[Start of section]

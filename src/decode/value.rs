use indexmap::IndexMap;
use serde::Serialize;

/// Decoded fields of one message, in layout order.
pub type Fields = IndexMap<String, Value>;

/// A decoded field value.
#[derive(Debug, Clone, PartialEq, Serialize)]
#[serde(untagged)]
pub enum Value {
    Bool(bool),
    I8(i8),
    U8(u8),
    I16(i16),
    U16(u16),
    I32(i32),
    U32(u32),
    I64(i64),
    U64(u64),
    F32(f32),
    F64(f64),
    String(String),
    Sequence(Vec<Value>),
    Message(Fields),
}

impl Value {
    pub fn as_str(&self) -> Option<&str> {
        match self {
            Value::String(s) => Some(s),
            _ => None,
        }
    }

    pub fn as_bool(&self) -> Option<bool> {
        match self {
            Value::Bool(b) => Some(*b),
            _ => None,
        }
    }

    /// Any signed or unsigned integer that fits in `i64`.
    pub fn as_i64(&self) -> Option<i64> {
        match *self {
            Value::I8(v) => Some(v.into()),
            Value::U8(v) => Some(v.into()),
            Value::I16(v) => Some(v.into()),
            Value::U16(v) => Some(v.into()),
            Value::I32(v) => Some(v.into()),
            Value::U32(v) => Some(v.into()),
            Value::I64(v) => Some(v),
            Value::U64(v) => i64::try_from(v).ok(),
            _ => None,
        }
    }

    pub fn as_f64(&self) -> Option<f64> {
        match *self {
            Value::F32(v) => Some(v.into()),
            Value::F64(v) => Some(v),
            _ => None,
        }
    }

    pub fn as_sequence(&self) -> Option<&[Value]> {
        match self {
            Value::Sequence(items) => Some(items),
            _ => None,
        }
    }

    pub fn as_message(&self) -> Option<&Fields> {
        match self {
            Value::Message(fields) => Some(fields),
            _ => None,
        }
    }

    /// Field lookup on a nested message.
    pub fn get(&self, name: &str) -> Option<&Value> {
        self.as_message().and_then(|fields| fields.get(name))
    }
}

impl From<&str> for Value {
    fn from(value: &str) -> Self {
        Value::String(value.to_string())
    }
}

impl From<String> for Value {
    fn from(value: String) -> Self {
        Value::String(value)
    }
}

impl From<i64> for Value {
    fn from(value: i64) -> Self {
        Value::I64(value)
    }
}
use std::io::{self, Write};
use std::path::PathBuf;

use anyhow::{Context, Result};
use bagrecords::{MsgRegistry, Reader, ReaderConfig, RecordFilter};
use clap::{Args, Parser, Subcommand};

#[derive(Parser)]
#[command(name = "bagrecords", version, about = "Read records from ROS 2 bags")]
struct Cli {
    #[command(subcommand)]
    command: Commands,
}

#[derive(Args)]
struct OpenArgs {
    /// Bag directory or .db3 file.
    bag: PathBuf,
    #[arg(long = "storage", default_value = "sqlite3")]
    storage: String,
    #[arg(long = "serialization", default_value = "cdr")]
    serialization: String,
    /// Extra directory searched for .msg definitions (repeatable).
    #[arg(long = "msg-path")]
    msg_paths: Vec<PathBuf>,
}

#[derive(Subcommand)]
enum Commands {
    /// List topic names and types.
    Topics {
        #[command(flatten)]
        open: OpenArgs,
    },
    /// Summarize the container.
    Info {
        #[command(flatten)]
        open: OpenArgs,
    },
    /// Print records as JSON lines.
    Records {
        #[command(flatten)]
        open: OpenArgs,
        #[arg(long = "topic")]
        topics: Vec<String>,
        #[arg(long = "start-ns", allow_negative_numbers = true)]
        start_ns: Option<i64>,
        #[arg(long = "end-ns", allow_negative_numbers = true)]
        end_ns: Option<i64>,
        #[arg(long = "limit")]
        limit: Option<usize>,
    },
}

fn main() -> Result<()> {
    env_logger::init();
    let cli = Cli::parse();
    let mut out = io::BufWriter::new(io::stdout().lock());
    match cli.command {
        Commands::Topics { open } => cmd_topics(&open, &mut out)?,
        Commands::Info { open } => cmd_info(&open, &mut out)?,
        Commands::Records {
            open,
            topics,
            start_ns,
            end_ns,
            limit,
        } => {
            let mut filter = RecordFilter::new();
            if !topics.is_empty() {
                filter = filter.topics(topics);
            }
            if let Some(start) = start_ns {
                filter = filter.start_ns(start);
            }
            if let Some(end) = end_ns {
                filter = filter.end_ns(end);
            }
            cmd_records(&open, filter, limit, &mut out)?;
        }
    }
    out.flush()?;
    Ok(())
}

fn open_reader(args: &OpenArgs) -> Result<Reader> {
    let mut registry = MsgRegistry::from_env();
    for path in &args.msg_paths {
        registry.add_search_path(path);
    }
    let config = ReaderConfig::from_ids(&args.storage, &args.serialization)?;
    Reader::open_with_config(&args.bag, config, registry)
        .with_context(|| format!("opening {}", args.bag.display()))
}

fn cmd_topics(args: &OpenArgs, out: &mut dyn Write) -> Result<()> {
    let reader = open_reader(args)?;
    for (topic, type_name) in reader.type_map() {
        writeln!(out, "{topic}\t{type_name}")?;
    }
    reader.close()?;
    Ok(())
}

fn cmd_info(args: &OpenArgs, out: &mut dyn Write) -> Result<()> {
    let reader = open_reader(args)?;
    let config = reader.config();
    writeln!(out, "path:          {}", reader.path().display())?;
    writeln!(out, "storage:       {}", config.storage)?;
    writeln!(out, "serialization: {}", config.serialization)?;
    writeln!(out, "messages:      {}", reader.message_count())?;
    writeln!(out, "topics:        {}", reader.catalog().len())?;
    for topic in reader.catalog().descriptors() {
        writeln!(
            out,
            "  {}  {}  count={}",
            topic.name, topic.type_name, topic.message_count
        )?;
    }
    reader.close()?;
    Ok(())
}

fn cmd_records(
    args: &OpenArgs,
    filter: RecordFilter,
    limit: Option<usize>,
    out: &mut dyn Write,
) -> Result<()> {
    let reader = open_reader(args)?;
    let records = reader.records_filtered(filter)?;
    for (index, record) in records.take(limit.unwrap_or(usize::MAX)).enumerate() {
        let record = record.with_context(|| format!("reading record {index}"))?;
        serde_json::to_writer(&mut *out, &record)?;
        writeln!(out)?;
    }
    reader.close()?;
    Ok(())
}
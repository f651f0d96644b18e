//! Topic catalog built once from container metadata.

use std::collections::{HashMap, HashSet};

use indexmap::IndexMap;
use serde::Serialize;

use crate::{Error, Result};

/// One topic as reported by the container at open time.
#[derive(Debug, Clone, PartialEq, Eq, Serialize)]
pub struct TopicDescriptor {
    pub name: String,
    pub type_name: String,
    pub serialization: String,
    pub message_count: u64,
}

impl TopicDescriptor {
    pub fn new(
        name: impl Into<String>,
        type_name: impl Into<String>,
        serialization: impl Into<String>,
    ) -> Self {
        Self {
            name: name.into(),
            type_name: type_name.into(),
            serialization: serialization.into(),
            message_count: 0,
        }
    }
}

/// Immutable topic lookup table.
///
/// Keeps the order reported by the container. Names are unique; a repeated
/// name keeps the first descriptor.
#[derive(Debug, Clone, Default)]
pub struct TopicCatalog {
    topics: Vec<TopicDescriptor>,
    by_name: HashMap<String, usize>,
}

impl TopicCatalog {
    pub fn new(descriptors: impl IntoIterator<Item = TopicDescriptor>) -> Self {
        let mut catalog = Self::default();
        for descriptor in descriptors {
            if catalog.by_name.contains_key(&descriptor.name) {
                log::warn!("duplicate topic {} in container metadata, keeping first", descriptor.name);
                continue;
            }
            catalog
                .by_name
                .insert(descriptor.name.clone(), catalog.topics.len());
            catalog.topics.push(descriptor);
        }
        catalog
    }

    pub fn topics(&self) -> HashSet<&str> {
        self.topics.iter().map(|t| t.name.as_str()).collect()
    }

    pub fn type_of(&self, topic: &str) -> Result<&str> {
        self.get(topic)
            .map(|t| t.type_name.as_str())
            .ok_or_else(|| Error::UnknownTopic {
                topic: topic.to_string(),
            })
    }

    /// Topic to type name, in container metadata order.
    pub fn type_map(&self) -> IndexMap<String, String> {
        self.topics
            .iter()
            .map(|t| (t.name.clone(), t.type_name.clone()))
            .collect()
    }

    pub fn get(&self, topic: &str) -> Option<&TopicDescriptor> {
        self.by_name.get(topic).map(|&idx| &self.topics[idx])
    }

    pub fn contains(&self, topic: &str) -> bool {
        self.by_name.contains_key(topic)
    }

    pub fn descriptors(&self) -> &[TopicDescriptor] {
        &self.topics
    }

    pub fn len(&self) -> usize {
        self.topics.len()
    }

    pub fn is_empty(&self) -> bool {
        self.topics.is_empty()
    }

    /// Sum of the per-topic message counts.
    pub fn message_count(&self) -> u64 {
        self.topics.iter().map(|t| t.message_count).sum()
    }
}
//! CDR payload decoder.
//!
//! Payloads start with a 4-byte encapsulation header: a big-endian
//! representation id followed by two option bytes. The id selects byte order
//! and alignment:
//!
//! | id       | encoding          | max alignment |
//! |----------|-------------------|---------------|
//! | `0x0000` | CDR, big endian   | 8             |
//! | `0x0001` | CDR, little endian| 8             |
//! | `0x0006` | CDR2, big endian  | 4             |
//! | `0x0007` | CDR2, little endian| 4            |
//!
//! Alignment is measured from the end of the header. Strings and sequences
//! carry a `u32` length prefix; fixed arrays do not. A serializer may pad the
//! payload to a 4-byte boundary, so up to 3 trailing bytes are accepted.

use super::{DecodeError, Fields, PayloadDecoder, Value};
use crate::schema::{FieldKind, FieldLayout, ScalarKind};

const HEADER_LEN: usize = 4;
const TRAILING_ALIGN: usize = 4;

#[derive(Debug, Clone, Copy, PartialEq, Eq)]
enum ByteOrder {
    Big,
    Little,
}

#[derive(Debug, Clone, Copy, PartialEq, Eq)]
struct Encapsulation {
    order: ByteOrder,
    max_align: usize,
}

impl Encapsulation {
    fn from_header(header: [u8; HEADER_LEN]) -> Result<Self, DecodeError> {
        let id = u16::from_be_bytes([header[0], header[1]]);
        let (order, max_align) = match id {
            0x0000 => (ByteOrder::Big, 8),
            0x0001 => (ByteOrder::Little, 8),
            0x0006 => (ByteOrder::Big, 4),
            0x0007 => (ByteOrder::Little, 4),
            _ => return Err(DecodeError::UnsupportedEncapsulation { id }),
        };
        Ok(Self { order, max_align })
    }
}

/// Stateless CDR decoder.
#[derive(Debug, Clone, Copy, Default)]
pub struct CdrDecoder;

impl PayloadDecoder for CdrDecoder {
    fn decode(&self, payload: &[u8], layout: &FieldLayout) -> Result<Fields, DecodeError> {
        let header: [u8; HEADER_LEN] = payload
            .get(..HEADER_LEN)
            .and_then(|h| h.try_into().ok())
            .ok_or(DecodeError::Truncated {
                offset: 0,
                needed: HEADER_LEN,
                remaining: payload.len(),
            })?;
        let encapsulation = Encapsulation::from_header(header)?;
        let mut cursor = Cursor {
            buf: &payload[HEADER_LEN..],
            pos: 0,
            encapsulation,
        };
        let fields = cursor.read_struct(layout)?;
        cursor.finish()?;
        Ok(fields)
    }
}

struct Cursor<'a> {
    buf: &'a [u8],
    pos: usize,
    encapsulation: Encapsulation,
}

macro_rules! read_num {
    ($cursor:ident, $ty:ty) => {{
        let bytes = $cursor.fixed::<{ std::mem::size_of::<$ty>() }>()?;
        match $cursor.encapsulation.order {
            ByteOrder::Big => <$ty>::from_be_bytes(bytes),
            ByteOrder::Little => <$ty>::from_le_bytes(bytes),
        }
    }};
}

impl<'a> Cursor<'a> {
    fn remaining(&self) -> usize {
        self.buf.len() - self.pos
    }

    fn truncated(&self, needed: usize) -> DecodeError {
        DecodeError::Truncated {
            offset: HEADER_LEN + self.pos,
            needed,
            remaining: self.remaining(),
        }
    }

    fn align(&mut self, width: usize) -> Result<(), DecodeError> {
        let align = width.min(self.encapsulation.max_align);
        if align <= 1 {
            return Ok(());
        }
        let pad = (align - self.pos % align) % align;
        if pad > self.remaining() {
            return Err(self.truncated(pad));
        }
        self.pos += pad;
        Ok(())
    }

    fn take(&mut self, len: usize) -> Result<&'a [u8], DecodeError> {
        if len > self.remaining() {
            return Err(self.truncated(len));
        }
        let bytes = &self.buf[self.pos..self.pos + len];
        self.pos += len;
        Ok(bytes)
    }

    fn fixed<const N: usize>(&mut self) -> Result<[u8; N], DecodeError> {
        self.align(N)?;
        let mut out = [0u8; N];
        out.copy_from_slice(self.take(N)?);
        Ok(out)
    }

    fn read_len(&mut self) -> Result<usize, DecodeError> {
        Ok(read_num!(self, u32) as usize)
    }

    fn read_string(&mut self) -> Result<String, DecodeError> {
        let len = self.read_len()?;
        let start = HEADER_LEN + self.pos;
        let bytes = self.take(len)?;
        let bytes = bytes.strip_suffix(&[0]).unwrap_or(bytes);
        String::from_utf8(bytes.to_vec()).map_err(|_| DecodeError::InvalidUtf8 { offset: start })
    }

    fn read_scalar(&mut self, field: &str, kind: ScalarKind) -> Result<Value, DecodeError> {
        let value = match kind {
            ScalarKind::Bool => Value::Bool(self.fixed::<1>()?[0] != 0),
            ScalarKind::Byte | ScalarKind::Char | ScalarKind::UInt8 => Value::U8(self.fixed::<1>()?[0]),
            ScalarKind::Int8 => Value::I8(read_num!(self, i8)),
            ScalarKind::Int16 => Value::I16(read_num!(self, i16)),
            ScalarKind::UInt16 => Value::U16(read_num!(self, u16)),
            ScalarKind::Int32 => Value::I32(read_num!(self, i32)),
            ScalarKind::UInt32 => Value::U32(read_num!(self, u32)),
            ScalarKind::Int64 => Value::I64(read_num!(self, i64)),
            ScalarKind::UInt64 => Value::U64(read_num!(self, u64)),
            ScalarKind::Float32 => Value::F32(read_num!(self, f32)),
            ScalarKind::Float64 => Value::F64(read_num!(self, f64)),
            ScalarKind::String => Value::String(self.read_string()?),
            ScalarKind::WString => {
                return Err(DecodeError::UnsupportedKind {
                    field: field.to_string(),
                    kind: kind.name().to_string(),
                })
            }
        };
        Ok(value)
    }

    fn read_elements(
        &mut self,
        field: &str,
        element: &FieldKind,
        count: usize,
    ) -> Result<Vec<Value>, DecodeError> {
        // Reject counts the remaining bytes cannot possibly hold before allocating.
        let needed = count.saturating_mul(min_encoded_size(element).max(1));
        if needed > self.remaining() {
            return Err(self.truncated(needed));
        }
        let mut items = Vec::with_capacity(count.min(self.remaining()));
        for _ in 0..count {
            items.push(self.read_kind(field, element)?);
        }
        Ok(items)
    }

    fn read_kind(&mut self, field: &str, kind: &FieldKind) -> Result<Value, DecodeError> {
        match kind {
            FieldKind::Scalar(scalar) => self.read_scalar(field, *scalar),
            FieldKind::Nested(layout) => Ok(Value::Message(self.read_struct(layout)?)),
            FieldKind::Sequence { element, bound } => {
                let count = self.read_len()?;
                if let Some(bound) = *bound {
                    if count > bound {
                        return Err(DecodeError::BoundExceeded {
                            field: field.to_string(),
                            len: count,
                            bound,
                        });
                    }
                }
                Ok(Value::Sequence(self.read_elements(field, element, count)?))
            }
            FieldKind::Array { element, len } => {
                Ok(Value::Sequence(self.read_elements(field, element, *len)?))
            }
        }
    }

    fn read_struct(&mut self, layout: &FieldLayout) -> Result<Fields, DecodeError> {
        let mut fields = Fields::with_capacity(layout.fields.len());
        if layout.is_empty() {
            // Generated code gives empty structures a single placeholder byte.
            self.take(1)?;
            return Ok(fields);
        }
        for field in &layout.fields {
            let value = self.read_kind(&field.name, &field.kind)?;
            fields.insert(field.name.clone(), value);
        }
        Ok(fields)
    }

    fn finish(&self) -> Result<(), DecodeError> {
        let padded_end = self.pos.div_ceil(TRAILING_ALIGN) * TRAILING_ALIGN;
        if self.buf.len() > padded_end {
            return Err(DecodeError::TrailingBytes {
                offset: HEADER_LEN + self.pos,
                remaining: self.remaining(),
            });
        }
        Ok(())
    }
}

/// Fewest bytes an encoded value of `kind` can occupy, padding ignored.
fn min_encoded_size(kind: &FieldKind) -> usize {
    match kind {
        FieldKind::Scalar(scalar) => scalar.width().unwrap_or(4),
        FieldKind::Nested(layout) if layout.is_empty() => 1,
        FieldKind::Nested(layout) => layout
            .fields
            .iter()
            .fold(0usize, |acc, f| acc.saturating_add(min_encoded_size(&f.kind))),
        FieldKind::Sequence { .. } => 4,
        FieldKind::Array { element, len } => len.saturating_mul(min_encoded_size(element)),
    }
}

[End of section]

[Assigned task] Across the records above, how many lines hold the string "derive"? The number alone will do.

[Response area] 9